=== WHAT THE EXERCISE ASKS ===
Using the data below, work out how many of its lines contain "ServerConfig", and give that number with nothing added.

Stored data:
▽
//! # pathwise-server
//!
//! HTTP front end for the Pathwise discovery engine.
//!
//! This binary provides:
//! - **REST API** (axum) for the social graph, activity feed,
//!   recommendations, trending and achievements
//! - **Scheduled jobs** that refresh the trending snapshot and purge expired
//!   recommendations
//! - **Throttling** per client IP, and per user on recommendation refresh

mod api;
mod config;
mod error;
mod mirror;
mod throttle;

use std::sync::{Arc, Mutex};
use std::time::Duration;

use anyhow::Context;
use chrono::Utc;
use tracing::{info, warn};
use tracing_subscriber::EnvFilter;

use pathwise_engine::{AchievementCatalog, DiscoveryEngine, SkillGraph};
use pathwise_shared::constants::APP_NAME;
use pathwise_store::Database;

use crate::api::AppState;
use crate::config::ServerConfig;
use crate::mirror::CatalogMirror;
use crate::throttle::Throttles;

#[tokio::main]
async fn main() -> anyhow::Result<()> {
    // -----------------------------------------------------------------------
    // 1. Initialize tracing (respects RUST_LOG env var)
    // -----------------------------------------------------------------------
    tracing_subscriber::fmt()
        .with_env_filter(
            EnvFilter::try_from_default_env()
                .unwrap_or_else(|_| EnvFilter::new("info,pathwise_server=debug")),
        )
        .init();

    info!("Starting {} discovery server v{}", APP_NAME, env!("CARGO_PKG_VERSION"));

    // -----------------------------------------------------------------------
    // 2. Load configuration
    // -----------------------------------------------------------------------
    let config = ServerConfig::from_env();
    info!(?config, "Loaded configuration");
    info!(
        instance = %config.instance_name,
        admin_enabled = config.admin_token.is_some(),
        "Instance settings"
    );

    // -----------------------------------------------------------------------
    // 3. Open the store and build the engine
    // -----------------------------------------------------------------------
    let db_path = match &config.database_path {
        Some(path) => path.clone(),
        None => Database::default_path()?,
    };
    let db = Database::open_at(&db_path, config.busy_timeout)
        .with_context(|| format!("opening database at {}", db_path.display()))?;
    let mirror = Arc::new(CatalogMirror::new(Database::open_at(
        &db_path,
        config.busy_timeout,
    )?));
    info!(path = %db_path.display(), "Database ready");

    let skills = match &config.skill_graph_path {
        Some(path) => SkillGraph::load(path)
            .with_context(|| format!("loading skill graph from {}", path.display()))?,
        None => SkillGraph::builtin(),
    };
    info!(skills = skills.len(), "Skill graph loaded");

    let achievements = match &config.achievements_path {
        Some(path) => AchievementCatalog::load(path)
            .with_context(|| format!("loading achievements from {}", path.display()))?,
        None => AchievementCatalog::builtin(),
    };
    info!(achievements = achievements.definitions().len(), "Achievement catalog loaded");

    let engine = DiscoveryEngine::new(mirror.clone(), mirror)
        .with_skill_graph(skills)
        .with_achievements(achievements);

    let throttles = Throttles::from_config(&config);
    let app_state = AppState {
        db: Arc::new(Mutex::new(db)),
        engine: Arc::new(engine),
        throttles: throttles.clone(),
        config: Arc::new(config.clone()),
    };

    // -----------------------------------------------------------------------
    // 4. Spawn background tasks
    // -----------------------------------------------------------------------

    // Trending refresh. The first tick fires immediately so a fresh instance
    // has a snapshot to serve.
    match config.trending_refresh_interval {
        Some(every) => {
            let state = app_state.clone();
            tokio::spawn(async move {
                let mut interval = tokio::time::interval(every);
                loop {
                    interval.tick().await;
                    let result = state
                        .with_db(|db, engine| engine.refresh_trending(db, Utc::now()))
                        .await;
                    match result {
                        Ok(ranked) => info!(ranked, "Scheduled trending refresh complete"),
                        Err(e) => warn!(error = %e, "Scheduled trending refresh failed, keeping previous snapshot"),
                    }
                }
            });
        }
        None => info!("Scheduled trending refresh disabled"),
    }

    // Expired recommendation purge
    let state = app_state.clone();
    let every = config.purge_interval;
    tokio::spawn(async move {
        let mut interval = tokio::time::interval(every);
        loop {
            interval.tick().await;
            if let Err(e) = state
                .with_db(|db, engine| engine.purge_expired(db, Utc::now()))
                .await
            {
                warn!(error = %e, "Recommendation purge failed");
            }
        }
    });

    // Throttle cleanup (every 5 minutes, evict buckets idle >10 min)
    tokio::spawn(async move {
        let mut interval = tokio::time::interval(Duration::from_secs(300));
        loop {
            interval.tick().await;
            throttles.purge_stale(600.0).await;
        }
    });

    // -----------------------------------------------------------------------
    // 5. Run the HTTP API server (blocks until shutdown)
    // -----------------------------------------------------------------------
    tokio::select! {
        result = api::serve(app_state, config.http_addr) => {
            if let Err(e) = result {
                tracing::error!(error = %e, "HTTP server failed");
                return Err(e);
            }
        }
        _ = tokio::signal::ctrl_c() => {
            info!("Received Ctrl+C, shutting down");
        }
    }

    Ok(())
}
△
▽
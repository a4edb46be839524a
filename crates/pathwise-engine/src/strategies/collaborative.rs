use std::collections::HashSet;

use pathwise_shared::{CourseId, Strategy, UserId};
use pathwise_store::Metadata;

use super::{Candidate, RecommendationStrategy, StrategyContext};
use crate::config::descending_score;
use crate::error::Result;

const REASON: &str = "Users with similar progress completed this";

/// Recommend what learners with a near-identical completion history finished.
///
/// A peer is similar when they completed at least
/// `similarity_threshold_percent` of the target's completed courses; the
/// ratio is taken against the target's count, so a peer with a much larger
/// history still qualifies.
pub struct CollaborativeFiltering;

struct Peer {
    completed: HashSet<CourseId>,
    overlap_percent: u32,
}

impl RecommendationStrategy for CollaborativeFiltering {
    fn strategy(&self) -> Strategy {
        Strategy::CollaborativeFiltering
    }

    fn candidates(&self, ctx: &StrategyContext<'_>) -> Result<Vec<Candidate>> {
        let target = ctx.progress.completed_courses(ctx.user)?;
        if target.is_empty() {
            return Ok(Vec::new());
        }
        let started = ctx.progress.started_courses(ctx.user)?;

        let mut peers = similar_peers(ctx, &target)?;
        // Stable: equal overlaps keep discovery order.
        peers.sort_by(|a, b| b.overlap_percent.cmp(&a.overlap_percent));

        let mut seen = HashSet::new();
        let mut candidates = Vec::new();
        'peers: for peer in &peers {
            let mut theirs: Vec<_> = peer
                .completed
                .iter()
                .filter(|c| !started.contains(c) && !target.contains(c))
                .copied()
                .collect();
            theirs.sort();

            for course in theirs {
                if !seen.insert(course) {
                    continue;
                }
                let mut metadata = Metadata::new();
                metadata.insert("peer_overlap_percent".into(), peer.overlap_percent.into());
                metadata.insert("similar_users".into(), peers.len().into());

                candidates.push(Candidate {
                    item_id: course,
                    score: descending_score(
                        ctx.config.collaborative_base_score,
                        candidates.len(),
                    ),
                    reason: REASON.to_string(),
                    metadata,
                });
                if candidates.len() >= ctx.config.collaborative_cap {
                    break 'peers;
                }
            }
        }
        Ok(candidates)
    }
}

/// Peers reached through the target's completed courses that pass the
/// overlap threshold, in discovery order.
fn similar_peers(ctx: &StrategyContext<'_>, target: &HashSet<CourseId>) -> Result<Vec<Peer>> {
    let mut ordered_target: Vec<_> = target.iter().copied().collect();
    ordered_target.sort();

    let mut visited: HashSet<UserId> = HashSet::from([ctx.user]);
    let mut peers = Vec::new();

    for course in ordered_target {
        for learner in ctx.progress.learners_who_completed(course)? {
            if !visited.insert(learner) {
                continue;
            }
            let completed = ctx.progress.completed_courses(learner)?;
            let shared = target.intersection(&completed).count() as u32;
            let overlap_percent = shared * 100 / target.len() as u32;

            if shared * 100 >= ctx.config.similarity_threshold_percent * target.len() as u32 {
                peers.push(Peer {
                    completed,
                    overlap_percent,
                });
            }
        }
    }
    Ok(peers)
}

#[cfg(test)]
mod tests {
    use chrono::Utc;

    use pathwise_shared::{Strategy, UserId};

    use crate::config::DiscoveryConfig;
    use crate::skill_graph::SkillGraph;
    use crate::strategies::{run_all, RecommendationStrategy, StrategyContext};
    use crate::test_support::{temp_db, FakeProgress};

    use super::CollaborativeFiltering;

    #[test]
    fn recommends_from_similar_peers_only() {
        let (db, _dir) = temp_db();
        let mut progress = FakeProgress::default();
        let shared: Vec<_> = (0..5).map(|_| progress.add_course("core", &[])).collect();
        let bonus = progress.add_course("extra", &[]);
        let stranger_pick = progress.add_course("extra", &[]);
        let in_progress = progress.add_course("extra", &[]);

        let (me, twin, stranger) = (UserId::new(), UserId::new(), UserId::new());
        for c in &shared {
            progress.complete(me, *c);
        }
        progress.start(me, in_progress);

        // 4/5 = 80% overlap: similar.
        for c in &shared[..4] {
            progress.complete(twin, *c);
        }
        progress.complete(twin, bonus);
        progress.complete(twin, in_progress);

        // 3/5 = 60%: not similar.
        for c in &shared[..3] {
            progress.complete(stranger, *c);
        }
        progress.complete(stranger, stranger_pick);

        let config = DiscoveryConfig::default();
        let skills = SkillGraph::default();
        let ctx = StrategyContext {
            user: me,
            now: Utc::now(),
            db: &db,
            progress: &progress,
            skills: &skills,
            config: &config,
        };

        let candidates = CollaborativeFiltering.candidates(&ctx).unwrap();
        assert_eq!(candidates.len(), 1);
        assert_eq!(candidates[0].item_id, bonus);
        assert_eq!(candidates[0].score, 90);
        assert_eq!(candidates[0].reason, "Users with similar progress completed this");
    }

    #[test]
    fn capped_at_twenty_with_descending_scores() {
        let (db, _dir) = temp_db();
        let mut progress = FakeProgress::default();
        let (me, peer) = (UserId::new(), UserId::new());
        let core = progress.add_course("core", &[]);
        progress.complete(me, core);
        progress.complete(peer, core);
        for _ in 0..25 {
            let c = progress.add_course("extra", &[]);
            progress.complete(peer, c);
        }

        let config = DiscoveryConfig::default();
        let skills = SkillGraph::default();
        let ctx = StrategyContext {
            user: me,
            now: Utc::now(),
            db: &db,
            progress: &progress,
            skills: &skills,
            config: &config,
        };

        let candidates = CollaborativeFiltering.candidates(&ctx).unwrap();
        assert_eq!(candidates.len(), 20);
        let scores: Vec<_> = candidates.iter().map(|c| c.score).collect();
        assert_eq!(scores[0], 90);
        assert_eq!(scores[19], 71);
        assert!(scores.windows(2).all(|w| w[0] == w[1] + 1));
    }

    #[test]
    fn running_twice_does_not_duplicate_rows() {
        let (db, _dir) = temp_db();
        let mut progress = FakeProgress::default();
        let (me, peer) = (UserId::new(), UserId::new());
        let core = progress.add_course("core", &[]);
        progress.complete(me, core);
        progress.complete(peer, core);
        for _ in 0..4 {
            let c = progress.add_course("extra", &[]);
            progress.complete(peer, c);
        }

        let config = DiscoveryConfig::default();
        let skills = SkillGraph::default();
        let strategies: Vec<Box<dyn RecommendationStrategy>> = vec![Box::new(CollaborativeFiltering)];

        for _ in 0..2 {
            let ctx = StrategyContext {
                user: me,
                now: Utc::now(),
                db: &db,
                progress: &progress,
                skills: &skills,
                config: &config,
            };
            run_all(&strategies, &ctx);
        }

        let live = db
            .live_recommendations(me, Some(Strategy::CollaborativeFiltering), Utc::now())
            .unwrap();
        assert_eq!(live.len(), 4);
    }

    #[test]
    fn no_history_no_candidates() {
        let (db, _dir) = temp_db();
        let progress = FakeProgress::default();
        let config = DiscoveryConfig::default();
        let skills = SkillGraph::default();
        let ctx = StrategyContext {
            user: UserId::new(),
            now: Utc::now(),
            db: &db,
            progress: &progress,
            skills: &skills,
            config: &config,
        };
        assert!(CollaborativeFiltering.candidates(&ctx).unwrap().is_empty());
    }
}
△
=== REPLY TO THE EXERCISE ===
2